LevelDB is one key/value store built by Google. It can support an ordered mapping from string to string. LSM-tree is one type of write-optimized B-tree variants consisting of key-value pairs. It allows large sequential writes as opposed to small random writes. LevelDB is an open source LSM-tree implementation.
Two googlers Jeff Dean and Sanjay Ghemawat were inspired by the design scheme of bigtable tablet. Tablets in bigtable are defined as segments of the table split along chosen row. They wanted to build one open-source system containing the characteristic of bigtable tablet. Aside from that, they hoped leveldb can support chrome in its IndexedDB implementation. This is the origin of leveldb.
Keys and values in leveldb are byte arrays with arbitrary length. It supports basic operations like Put(), Get(), Delete(). It also support Batch operations: Batch(). The whole process of operations will run together and return result in a single Batch operation. However, it does not support SQL queries because this is not a SQL type database. Aside from that, it has no support for indexing.
N-ary Storage Model (Row/Record)
SSTable uses NSM to arrange data. It contains a set of arbitrary, sorted key-value pairs. At the end of the block, it provides the start offset and key value for each block.

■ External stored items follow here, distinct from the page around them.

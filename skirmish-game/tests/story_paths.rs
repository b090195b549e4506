use skirmish_game::{AdventureSession, Ending, StoryError, StoryTree};

fn tree() -> StoryTree {
    StoryTree::load_from_static().unwrap()
}

fn walk(choices: &[u32]) -> AdventureSession {
    let mut session = AdventureSession::new(tree());
    for &choice in choices {
        session.advance(choice).unwrap();
    }
    session
}

#[test]
fn default_tree_has_thirteen_nodes() {
    assert_eq!(tree().len(), 13);
}

#[test]
fn every_terminal_path_reaches_its_documented_ending() {
    let expected: [(&[u32], Ending); 7] = [
        (&[2, 1], Ending::Overrun),
        (&[1, 1, 1], Ending::TornApart),
        (&[1, 1, 2], Ending::Victory),
        (&[1, 2, 1], Ending::Victory),
        (&[1, 2, 2], Ending::Overrun),
        (&[2, 2, 1], Ending::LibrarianLost),
        (&[2, 2, 2], Ending::Victory),
    ];
    for (path, ending) in expected {
        let session = walk(path);
        assert_eq!(session.outcome(), Some(ending), "path {path:?}");
    }
}

#[test]
fn every_branch_offers_two_options_and_a_question() {
    let tree = tree();
    for prefix in [
        &[][..],
        &[1][..],
        &[2][..],
        &[1, 1][..],
        &[1, 2][..],
        &[2, 2][..],
    ] {
        let node = tree.node(prefix).unwrap();
        assert_eq!(node.question.as_deref(), Some("What do you do?"));
        assert_eq!(node.options.len(), 2, "prefix {prefix:?}");
    }
}

#[test]
fn fall_back_terminates_at_depth_two() {
    let session = walk(&[2, 1]);
    assert!(session.is_finished());
    let node = session.current().unwrap();
    assert_eq!(node.outcome, Some(Ending::Overrun));
    assert_eq!(node.epilogue.as_deref(), Some("You have LOST."));
    assert!(node.options.is_empty());
}

#[test]
fn third_loss_reuses_the_fall_back_narrative() {
    // Known quirk: the (1,2,2) defeat prints the same paragraph as the early
    // fall-back, minus the epilogue. Deliberate; do not "fix" silently.
    let tree = tree();
    let early = tree.node(&[2, 1]).unwrap();
    let reused = tree.node(&[1, 2, 2]).unwrap();
    assert_eq!(early.text, reused.text);
    assert!(reused.epilogue.is_none());
}

#[test]
fn depth_three_losses_have_distinct_narratives() {
    let tree = tree();
    let torn = tree.node(&[1, 1, 1]).unwrap();
    let librarian = tree.node(&[2, 2, 1]).unwrap();
    assert!(torn.text.contains("torn apart by their choppas"));
    assert!(librarian.text.contains("Tiberius fails to hear your shout"));
    assert_ne!(torn.text, librarian.text);
}

#[test]
fn winning_paths_share_the_victory_narrative() {
    let tree = tree();
    let text = &tree.node(&[1, 1, 2]).unwrap().text;
    assert!(text.starts_with("Your order is the correct choice!"));
    assert_eq!(text, &tree.node(&[1, 2, 1]).unwrap().text);
    assert_eq!(text, &tree.node(&[2, 2, 2]).unwrap().text);
}

#[test]
fn every_run_terminates_within_three_choices() {
    // Exhaustive: all binary choice strings, stopping at terminal nodes.
    for bits in 0..8u32 {
        let mut session = AdventureSession::new(tree());
        for depth in 0..3 {
            if session.is_finished() {
                break;
            }
            let choice = (bits >> depth & 1) + 1;
            session.advance(choice).unwrap();
        }
        assert!(
            session.is_finished(),
            "run {bits:03b} still open after three choices"
        );
        assert!(session.choices().len() <= 3);
    }
}

#[test]
fn rejected_choice_leaves_the_prefix_unchanged() {
    let mut session = walk(&[1]);
    assert!(matches!(
        session.advance(0),
        Err(StoryError::InvalidChoice { choice: 0 })
    ));
    assert!(matches!(
        session.advance(9),
        Err(StoryError::InvalidChoice { choice: 9 })
    ));
    assert_eq!(session.choices(), &[1]);
    assert!(!session.is_finished());
}

#[test]
fn intro_sets_the_scene() {
    let tree = tree();
    assert!(tree.intro().starts_with("In the grim darkness"));
    assert_eq!(tree.intro().lines().count(), 3);
}
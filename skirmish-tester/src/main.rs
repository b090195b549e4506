mod report;
mod scenarios;

use anyhow::bail;
use clap::{Parser, ValueEnum};
use log::info;

use report::{ScenarioResult, print_console, to_json};
use scenarios::{GameKind, Scenario, catalog};

#[derive(Debug, Clone, Copy, ValueEnum)]
enum GameFilter {
    /// Run scenarios for both games
    All,
    /// Text adventure scenarios only
    Adventure,
    /// Tic-tac-toe scenarios only
    Tictactoe,
}

impl GameFilter {
    const fn matches(self, game: GameKind) -> bool {
        match self {
            Self::All => true,
            Self::Adventure => matches!(game, GameKind::Adventure),
            Self::Tictactoe => matches!(game, GameKind::TicTacToe),
        }
    }
}

#[derive(Debug, Parser)]
#[command(name = "skirmish-tester", version)]
#[command(about = "Automated QA for the Skirmish console games")]
struct Args {
    /// Which game to exercise
    #[arg(long, value_enum, default_value_t = GameFilter::All)]
    game: GameFilter,

    /// Scenarios to run (comma-separated names, or "all")
    #[arg(long, default_value = "all")]
    scenarios: String,

    /// List all available scenarios and exit
    #[arg(long)]
    list_scenarios: bool,

    /// Output report format
    #[arg(long, default_value = "console")]
    #[arg(value_parser = ["console", "json"])]
    report: String,

    /// Also run the exhaustive acceptance sweeps
    #[arg(long)]
    acceptance: bool,
}

fn split_csv(raw: &str) -> Vec<String> {
    raw.split(',')
        .map(str::trim)
        .filter(|s| !s.is_empty())
        .map(String::from)
        .collect()
}

fn select<'a>(args: &Args, all: &'a [Scenario]) -> anyhow::Result<Vec<&'a Scenario>> {
    let names = split_csv(&args.scenarios);
    let run_all = names.iter().any(|n| n == "all");
    for name in &names {
        if name != "all" && !all.iter().any(|s| s.name == name) {
            bail!("unknown scenario: {name}");
        }
    }
    Ok(all
        .iter()
        .filter(|s| args.game.matches(s.game))
        .filter(|s| !s.acceptance || args.acceptance)
        .filter(|s| run_all || names.iter().any(|n| n == s.name))
        .collect())
}

fn main() -> anyhow::Result<()> {
    env_logger::init();
    let args = Args::parse();
    let all = catalog();

    if args.list_scenarios {
        for scenario in &all {
            let kind = if scenario.acceptance {
                " (acceptance)"
            } else {
                ""
            };
            println!("{} [{}]{kind} - {}", scenario.name, scenario.game, scenario.description);
        }
        return Ok(());
    }

    let selected = select(&args, &all)?;
    if selected.is_empty() {
        bail!("no scenarios selected");
    }

    let mut results: Vec<ScenarioResult> = Vec::with_capacity(selected.len());
    for scenario in selected {
        info!("running scenario {}", scenario.name);
        let game = scenario.game.to_string();
        let result = match (scenario.run)() {
            Ok(detail) => ScenarioResult::passed(scenario.name, &game, detail),
            Err(detail) => ScenarioResult::failed(scenario.name, &game, detail),
        };
        results.push(result);
    }

    match args.report.as_str() {
        "json" => println!("{}", to_json(&results)?),
        _ => print_console(&results),
    }

    let failed = results.iter().filter(|r| !r.passed).count();
    if failed > 0 {
        bail!("{failed} scenario(s) failed");
    }
    Ok(())
}

#[cfg(test)]
mod tests {
    use super::*;

    #[test]
    fn test_split_csv_trims_and_drops_empties() {
        assert_eq!(split_csv("a, b,,c"), vec!["a", "b", "c"]);
        assert!(split_csv("").is_empty());
    }

    #[test]
    fn test_acceptance_sweeps_are_opt_in() {
        let all = catalog();
        let args = Args {
            game: GameFilter::All,
            scenarios: String::from("all"),
            list_scenarios: false,
            report: String::from("console"),
            acceptance: false,
        };
        let selected = select(&args, &all).unwrap();
        assert!(selected.iter().all(|s| !s.acceptance));
    }

    #[test]
    fn test_unknown_scenario_is_rejected() {
        let all = catalog();
        let args = Args {
            game: GameFilter::All,
            scenarios: String::from("nope"),
            list_scenarios: false,
            report: String::from("console"),
            acceptance: false,
        };
        assert!(select(&args, &all).is_err());
    }
}
//! Scenario catalog: scripted transcripts plus exhaustive invariant sweeps.

use std::collections::HashMap;
use std::fmt;

use skirmish_console::{MatchResult, run_adventure, run_tictactoe};
use skirmish_game::{AdventureSession, Ending, Mark, MoveOutcome, StoryTree, TicTacToe};

/// Which game a scenario exercises
#[derive(Debug, Clone, Copy, PartialEq, Eq)]
pub enum GameKind {
    Adventure,
    TicTacToe,
}

impl fmt::Display for GameKind {
    fn fmt(&self, f: &mut fmt::Formatter<'_>) -> fmt::Result {
        match self {
            Self::Adventure => f.write_str("adventure"),
            Self::TicTacToe => f.write_str("tictactoe"),
        }
    }
}

/// A single named check
pub struct Scenario {
    pub name: &'static str,
    pub game: GameKind,
    pub description: &'static str,
    /// Sweeps are opt-in via `--acceptance`; scripted checks always run.
    pub acceptance: bool,
    pub run: fn() -> Result<String, String>,
}

/// Full scenario catalog, scripted checks first.
#[must_use]
pub fn catalog() -> Vec<Scenario> {
    vec![
        Scenario {
            name: "adventure-endings",
            game: GameKind::Adventure,
            description: "every terminal path reaches its documented ending",
            acceptance: false,
            run: adventure_endings,
        },
        Scenario {
            name: "adventure-early-exit",
            game: GameKind::Adventure,
            description: "the fall-back path loses at depth two without a third prompt",
            acceptance: false,
            run: adventure_early_exit,
        },
        Scenario {
            name: "adventure-invalid-input",
            game: GameKind::Adventure,
            description: "garbage input reprompts and never advances the story",
            acceptance: false,
            run: adventure_invalid_input,
        },
        Scenario {
            name: "adventure-reused-ending",
            game: GameKind::Adventure,
            description: "the (1,2,2) defeat reuses the fall-back narrative verbatim",
            acceptance: false,
            run: adventure_reused_ending,
        },
        Scenario {
            name: "tictactoe-x-diagonal",
            game: GameKind::TicTacToe,
            description: "X wins on the main diagonal with move five",
            acceptance: false,
            run: tictactoe_x_diagonal,
        },
        Scenario {
            name: "tictactoe-draw",
            game: GameKind::TicTacToe,
            description: "a full board without a line is announced as a draw",
            acceptance: false,
            run: tictactoe_draw,
        },
        Scenario {
            name: "tictactoe-invalid-input",
            game: GameKind::TicTacToe,
            description: "out-of-range and occupied cells reprompt without moving",
            acceptance: false,
            run: tictactoe_invalid_input,
        },
        Scenario {
            name: "adventure-sweep",
            game: GameKind::Adventure,
            description: "exhaustive walk of every choice string",
            acceptance: true,
            run: adventure_sweep,
        },
        Scenario {
            name: "tictactoe-sweep",
            game: GameKind::TicTacToe,
            description: "exhaustive enumeration of every legal match",
            acceptance: true,
            run: tictactoe_sweep,
        },
    ]
}

// Transcript drivers -------------------------------------------------------

fn drive_adventure(script: &str) -> Result<(Ending, String), String> {
    let mut input = script.as_bytes();
    let mut output = Vec::new();
    let ending = run_adventure(&mut input, &mut output)
        .map_err(|e| format!("adventure aborted: {e}"))?;
    let transcript =
        String::from_utf8(output).map_err(|e| format!("transcript not UTF-8: {e}"))?;
    Ok((ending, transcript))
}

fn drive_match(script: &str) -> Result<(MatchResult, String), String> {
    let mut input = script.as_bytes();
    let mut output = Vec::new();
    let result =
        run_tictactoe(&mut input, &mut output).map_err(|e| format!("match aborted: {e}"))?;
    let transcript =
        String::from_utf8(output).map_err(|e| format!("transcript not UTF-8: {e}"))?;
    Ok((result, transcript))
}

fn expect(condition: bool, message: &str) -> Result<(), String> {
    if condition {
        Ok(())
    } else {
        Err(String::from(message))
    }
}

// Adventure scenarios ------------------------------------------------------

fn adventure_endings() -> Result<String, String> {
    let cases: [(&str, Ending, &str); 7] = [
        ("2\n1\n", Ending::Overrun, "overwhelmed by the Orks"),
        ("1\n1\n1\n", Ending::TornApart, "torn apart by their choppas"),
        ("1\n1\n2\n", Ending::Victory, "Your order is the correct choice!"),
        ("1\n2\n1\n", Ending::Victory, "Your order is the correct choice!"),
        ("1\n2\n2\n", Ending::Overrun, "fails to regroup"),
        ("2\n2\n1\n", Ending::LibrarianLost, "Tiberius fails to hear your shout"),
        ("2\n2\n2\n", Ending::Victory, "held the flank"),
    ];
    for (script, ending, snippet) in cases {
        let (actual, transcript) = drive_adventure(script)?;
        expect(
            actual == ending,
            &format!("script {script:?}: expected {ending}, got {actual}"),
        )?;
        expect(
            transcript.contains(snippet),
            &format!("script {script:?}: transcript missing {snippet:?}"),
        )?;
    }
    Ok(String::from("7 endings verified"))
}

fn adventure_early_exit() -> Result<String, String> {
    let (ending, transcript) = drive_adventure("2\n1\n")?;
    expect(ending == Ending::Overrun, "expected the overrun ending")?;
    expect(
        transcript.contains("You have LOST."),
        "missing the defeat epilogue",
    )?;
    expect(
        transcript.matches("Enter your choice: ").count() == 2,
        "a third prompt was issued after the early terminal",
    )?;
    Ok(String::from("terminated at depth two"))
}

fn adventure_invalid_input() -> Result<String, String> {
    let (ending, transcript) = drive_adventure("0\nthree\n99\n1\n1\n2\n")?;
    expect(ending == Ending::Victory, "expected the victory ending")?;
    let reprompts = transcript
        .matches("Invalid choice, please enter a valid choice: ")
        .count();
    expect(reprompts == 3, &format!("expected 3 reprompts, saw {reprompts}"))?;
    expect(
        transcript.matches("Enter your choice: ").count() == 3,
        "rejected input advanced the story",
    )?;
    Ok(format!("{reprompts} rejections recovered"))
}

fn adventure_reused_ending() -> Result<String, String> {
    let (_, early) = drive_adventure("2\n1\n")?;
    let (_, deep) = drive_adventure("1\n2\n2\n")?;
    let narrative = "You order the squad to fall back in an attempt to regroup.";
    expect(early.contains(narrative), "early exit lost its narrative")?;
    expect(deep.contains(narrative), "(1,2,2) no longer reuses the narrative")?;
    expect(
        !deep.contains("You have LOST."),
        "(1,2,2) picked up the early-exit epilogue",
    )?;
    Ok(String::from("quirk preserved"))
}

// Tic-tac-toe scenarios ----------------------------------------------------

fn tictactoe_x_diagonal() -> Result<String, String> {
    let (result, transcript) = drive_match("1\n2\n5\n3\n9\n")?;
    expect(
        result == MatchResult::Win(Mark::X),
        &format!("expected an X win, got {result:?}"),
    )?;
    expect(
        transcript.contains("PLAYER X WINS!!"),
        "missing the win announcement",
    )?;
    let announce = transcript.find("PLAYER X WINS!!").unwrap_or(usize::MAX);
    let last_board = transcript.rfind("____ | ___ | ____").unwrap_or(0);
    expect(
        announce < last_board,
        "final board was rendered before the announcement",
    )?;
    Ok(String::from("won in five moves"))
}

fn tictactoe_draw() -> Result<String, String> {
    let (result, transcript) = drive_match("1\n2\n3\n5\n4\n6\n8\n7\n9\n")?;
    expect(result == MatchResult::Draw, "expected a draw")?;
    expect(
        transcript.contains("Game is a draw!"),
        "missing the draw announcement",
    )?;
    expect(!transcript.contains("WINS!!"), "a draw must not announce a win")?;
    Ok(String::from("nine moves, no line"))
}

fn tictactoe_invalid_input() -> Result<String, String> {
    let (result, transcript) = drive_match("0\n10\n5\n5\n1\n3\n2\n7\n")?;
    expect(
        result == MatchResult::Win(Mark::X),
        "expected an X win after recovery",
    )?;
    let reprompts = transcript
        .matches("Invalid input, please select another:  ")
        .count();
    expect(reprompts == 3, &format!("expected 3 reprompts, saw {reprompts}"))?;
    Ok(format!("{reprompts} rejections recovered"))
}

// Acceptance sweeps --------------------------------------------------------

fn adventure_sweep() -> Result<String, String> {
    let tree = StoryTree::load_from_static().map_err(|e| e.to_string())?;
    let mut endings: HashMap<Ending, u32> = HashMap::new();
    let mut terminals: Vec<Vec<u8>> = Vec::new();
    for bits in 0..8u32 {
        let mut session = AdventureSession::new(tree.clone());
        for depth in 0..3 {
            if session.is_finished() {
                break;
            }
            session
                .advance((bits >> depth & 1) + 1)
                .map_err(|e| format!("run {bits:03b}: {e}"))?;
        }
        let ending = session
            .outcome()
            .ok_or_else(|| format!("run {bits:03b} never terminated"))?;
        *endings.entry(ending).or_insert(0) += 1;
        let prefix = session.choices().to_vec();
        if !terminals.contains(&prefix) {
            terminals.push(prefix);
        }
    }
    expect(terminals.len() == 7, "expected exactly seven terminal nodes")?;
    // The early exit is reached by two of the eight choice strings.
    expect(
        endings.get(&Ending::Victory) == Some(&3),
        "expected three victorious runs",
    )?;
    expect(
        endings.get(&Ending::Overrun) == Some(&3),
        "expected three overrun runs (two share the early exit)",
    )?;
    expect(endings.get(&Ending::TornApart) == Some(&1), "expected one torn-apart run")?;
    expect(
        endings.get(&Ending::LibrarianLost) == Some(&1),
        "expected one librarian run",
    )?;
    Ok(String::from("8 choice strings, 7 terminal nodes"))
}

fn tictactoe_sweep() -> Result<String, String> {
    #[derive(Default)]
    struct Tally {
        x_wins: u64,
        o_wins: u64,
        draws: u64,
    }

    fn visit(game: &TicTacToe, tally: &mut Tally) -> Result<(), String> {
        for value in 1..=9 {
            if !game.is_legal(value) {
                continue;
            }
            let mut next = game.clone();
            let outcome = next.play(value).map_err(|e| e.to_string())?;
            if usize::from(next.rounds()) != next.board().occupied() {
                return Err(String::from("round counter diverged from occupancy"));
            }
            match outcome {
                MoveOutcome::Win(Mark::X) => tally.x_wins += 1,
                MoveOutcome::Win(Mark::O) => tally.o_wins += 1,
                MoveOutcome::Draw => tally.draws += 1,
                MoveOutcome::Continue => {
                    if next.rounds() >= 9 {
                        return Err(String::from("match failed to terminate in nine moves"));
                    }
                    visit(&next, tally)?;
                }
            }
        }
        Ok(())
    }

    let mut tally = Tally::default();
    visit(&TicTacToe::new(), &mut tally)?;
    let total = tally.x_wins + tally.o_wins + tally.draws;
    // Known totals for the complete game tree of distinct move sequences.
    expect(total == 255_168, &format!("expected 255168 games, saw {total}"))?;
    expect(
        tally.x_wins == 131_184,
        &format!("expected 131184 X wins, saw {}", tally.x_wins),
    )?;
    expect(
        tally.o_wins == 77_904,
        &format!("expected 77904 O wins, saw {}", tally.o_wins),
    )?;
    expect(
        tally.draws == 46_080,
        &format!("expected 46080 draws, saw {}", tally.draws),
    )?;
    Ok(format!("{total} games enumerated"))
}

#[cfg(test)]
mod tests {
    use super::*;

    #[test]
    fn test_catalog_names_are_unique() {
        let catalog = catalog();
        for (i, scenario) in catalog.iter().enumerate() {
            assert!(
                catalog[i + 1..].iter().all(|s| s.name != scenario.name),
                "duplicate scenario name {}",
                scenario.name
            );
        }
    }

    #[test]
    fn test_scripted_scenarios_pass() {
        for scenario in catalog().into_iter().filter(|s| !s.acceptance) {
            (scenario.run)().unwrap_or_else(|e| panic!("{} failed: {e}", scenario.name));
        }
    }
}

So bloom filter can be used to search for target block.
In leveldb immutable are stored on the disk which can be shared by different cluster nodes. There are totally 7 levels plus at most two in-memory tables. The procedure can be described as firstly the system buffers write operations in an in-memory table called MEMTable and flushes data to disk when it becomes full. On the disk, tables are organized into levels. Each level contains multiple tables called SSTable. The down level maintains larger capacity than the upper level. When the upper level is full, the system needs to push data to the down level, which might need to read and write multiple SSTables.
Two-Phase Locking (Deadlock Prevention)
Leveldb only allow one process to open at one time. The operation system will use the locking scheme to prevent concurrent access. Within one process, Leveldb can be accessed by multiple threads. For multi-writers, it will only allow the first writer to write to database and other writers will be blocked. For read-write conflicts, readers can retrieve data from immutable which is seperated from writing process. The updated version will come into effect in compaction process.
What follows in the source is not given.